Pengungkapan kasus ini bermula dari informasi masyarakat terkait adanya distribusi daging impor yang diduga tidak layak konsumsi. Menindaklanjuti laporan tersebut, tim dari Bareskrim Polri langsung melakukan penyelidikan hingga akhirnya melakukan penggerebekan.
Kasat Resmob Bareskrim Polri, KombesPol Teuku Arsya Khadafi, mengatakan petugas berhasil menemukan tiga truk yang membawa daging beku impor dengan total berat sekitar 9,5 ton.
“Kami menindak seseorang yang diduga sebagai pengedar daging beku impor kedaluwarsa ke pasar tradisional untuk dikonsumsi masyarakat menjelang Lebaran,” ujar Arsya, Senin (9/3/2026).
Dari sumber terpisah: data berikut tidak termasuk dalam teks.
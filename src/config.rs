use serde::{Deserialize, Serialize};
use std::fs;
use std::io::{self, ErrorKind};
use std::path::{Path, PathBuf};

use crate::calibration::{FlipMode, ReferenceSlot, StageObservation, MAX_REFERENCE_SLOTS};
use crate::centroids::SegmentationParams;
use crate::errors::{Px2XyError, Result};
use crate::image_utils::{ProcessingImage, PROC_TARGET_WIDTH};
use crate::neck::MAX_NECK_SEPARATION;
use crate::quantize::MAX_LEVELS;

/// Session configuration for Px2XY
#[derive(Debug, Deserialize, Serialize, Clone, PartialEq)]
pub struct Config {
    pub input_path: String,
    pub output_base_dir: String,

    /// Width of the processing image; wider inputs are downscaled
    #[serde(default = "default_proc_target_width")]
    pub proc_target_width: u32,

    #[serde(default = "default_parallel")]
    pub use_parallel: bool,

    /// Bins of the raw-area histogram printed in debug mode
    #[serde(default = "default_histogram_bins")]
    pub histogram_bins: usize,

    // Overlay colours for debug images
    #[serde(default = "default_boundary_color_rgb")]
    pub boundary_color_rgb: [u8; 3],

    #[serde(default = "default_marker_color_rgb")]
    pub marker_color_rgb: [u8; 3],

    #[serde(default)]
    pub segmentation: SegmentationParams,

    #[serde(default)]
    pub calibration: CalibrationConfig,
}

/// Reference points and flip handling
#[derive(Debug, Deserialize, Serialize, Clone, Default, PartialEq)]
pub struct CalibrationConfig {
    #[serde(default)]
    pub flip_mode: FlipMode,

    /// Coordinate space of the reference `pixel` entries
    #[serde(default)]
    pub pixel_space: PixelSpace,

    #[serde(default)]
    pub references: Vec<ReferenceConfig>,
}

/// Resolution in which reference pixel positions are given
#[derive(Debug, Deserialize, Serialize, Clone, Copy, Default, PartialEq, Eq)]
#[serde(rename_all = "lowercase")]
pub enum PixelSpace {
    /// Coordinates of the original image file
    #[default]
    Full,
    /// Coordinates of the downscaled processing image
    Processing,
}

/// One reference slot as written in the session file.
///
/// Stage values are strings so their typed precision survives.
#[derive(Debug, Deserialize, Serialize, Clone, Default, PartialEq)]
pub struct ReferenceConfig {
    #[serde(default)]
    pub pixel: Option<[f64; 2]>,
    #[serde(default)]
    pub stage: Option<StageObservation>,
}

fn default_proc_target_width() -> u32 {
    PROC_TARGET_WIDTH
}

fn default_parallel() -> bool {
    true
}

fn default_histogram_bins() -> usize {
    20
}

fn default_boundary_color_rgb() -> [u8; 3] {
    [0, 255, 0] // Green
}

fn default_marker_color_rgb() -> [u8; 3] {
    [255, 0, 0] // Red
}

impl CalibrationConfig {
    /// Reference slots in processing coordinates for the given image
    pub fn reference_slots(&self, processing: &ProcessingImage) -> Vec<ReferenceSlot> {
        self.references
            .iter()
            .take(MAX_REFERENCE_SLOTS)
            .map(|reference| ReferenceSlot {
                pixel: reference.pixel.map(|[x, y]| match self.pixel_space {
                    PixelSpace::Full => processing.full_to_processing(x, y),
                    PixelSpace::Processing => (x, y),
                }),
                stage: reference.stage.clone(),
            })
            .collect()
    }
}

impl Config {
    /// Load configuration from a TOML file
    pub fn from_file<P: AsRef<Path>>(path: P) -> Result<Self> {
        let path = path.as_ref();
        let content = fs::read_to_string(path).map_err(|e| {
            Px2XyError::Config(format!("Failed to read config file '{}': {}", path.display(), e))
        })?;

        Self::from_toml_str(&content).map_err(|source| Px2XyError::ConfigLoad {
            source,
            path: path.to_path_buf(),
        })
    }

    /// Parse configuration from TOML text
    pub fn from_toml_str(content: &str) -> std::result::Result<Self, toml::de::Error> {
        toml::from_str(content)
    }

    /// Create default configuration
    pub fn default() -> Self {
        Self {
            input_path: "./input".to_string(),
            output_base_dir: "./output".to_string(),
            proc_target_width: PROC_TARGET_WIDTH,
            use_parallel: true,
            histogram_bins: 20,
            boundary_color_rgb: [0, 255, 0],
            marker_color_rgb: [255, 0, 0],
            segmentation: SegmentationParams::default(),
            calibration: CalibrationConfig::default(),
        }
    }

    /// Check parameter ranges without touching the filesystem
    pub fn validate_parameters(&self) -> Result<()> {
        let seg = &self.segmentation;

        if seg.levels == 0 || seg.levels > MAX_LEVELS {
            return Err(Px2XyError::InvalidParameter(format!(
                "levels must be between 1 and {}",
                MAX_LEVELS
            )));
        }

        if seg.neck_separation > MAX_NECK_SEPARATION {
            return Err(Px2XyError::InvalidParameter(format!(
                "neck_separation must be between 0 and {}",
                MAX_NECK_SEPARATION
            )));
        }

        if let Some(max_area) = seg.max_area {
            if seg.min_area > max_area {
                return Err(Px2XyError::InvalidParameter(format!(
                    "min_area ({}) must not exceed max_area ({})",
                    seg.min_area, max_area
                )));
            }
        }

        if self.proc_target_width == 0 {
            return Err(Px2XyError::Config("proc_target_width must be > 0".to_string()));
        }

        if self.histogram_bins == 0 {
            return Err(Px2XyError::Config("histogram_bins must be > 0".to_string()));
        }

        let references = &self.calibration.references;
        if references.len() > MAX_REFERENCE_SLOTS {
            return Err(Px2XyError::InvalidReference(format!(
                "at most {} reference points are supported, {} given",
                MAX_REFERENCE_SLOTS,
                references.len()
            )));
        }

        for (i, reference) in references.iter().enumerate() {
            if let Some([x, y]) = reference.pixel {
                if !(x.is_finite() && y.is_finite()) || x < 0.0 || y < 0.0 {
                    return Err(Px2XyError::InvalidReference(format!(
                        "reference {} has an invalid pixel position ({}, {})",
                        i + 1,
                        x,
                        y
                    )));
                }
            }
        }

        Ok(())
    }

    /// Validate configuration
    pub fn validate(&self) -> Result<()> {
        // Check input path exists
        let input_path = PathBuf::from(&self.input_path);
        if !input_path.exists() {
            return Err(Px2XyError::InvalidPath(input_path));
        }

        self.validate_parameters()?;

        // Create output directory if it doesn't exist
        let base_dir = PathBuf::from(&self.output_base_dir);
        fs::create_dir_all(&base_dir).map_err(|e| {
            Px2XyError::Io(io::Error::new(
                ErrorKind::Other,
                format!("Failed to create output directory: {}", e),
            ))
        })?;

        Ok(())
    }
}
Seluruh barang bukti berupa daging beku impor tersebut langsung diamankan oleh petugas untuk kepentingan penyelidikan lebih lanjut. Polisi juga mengamankan sejumlah orang yang diduga terlibat dalam upaya distribusi produk pangan yang tidak layak konsumsi itu.
Menurut Arsya, pihaknya saat ini masih terus mendalami kemungkinan adanya jaringan distribusi lain yang terlibat dalam peredaran daging kedaluwarsa tersebut.
“Kami tengah mendalami kemungkinan adanya jaringan distribusi lain yang terlibat dalam peredaran daging beku kedaluwarsa ini. Hal seperti ini tentu dapat membahayakan masyarakat, apalagi menjelang Lebaran,” katanya.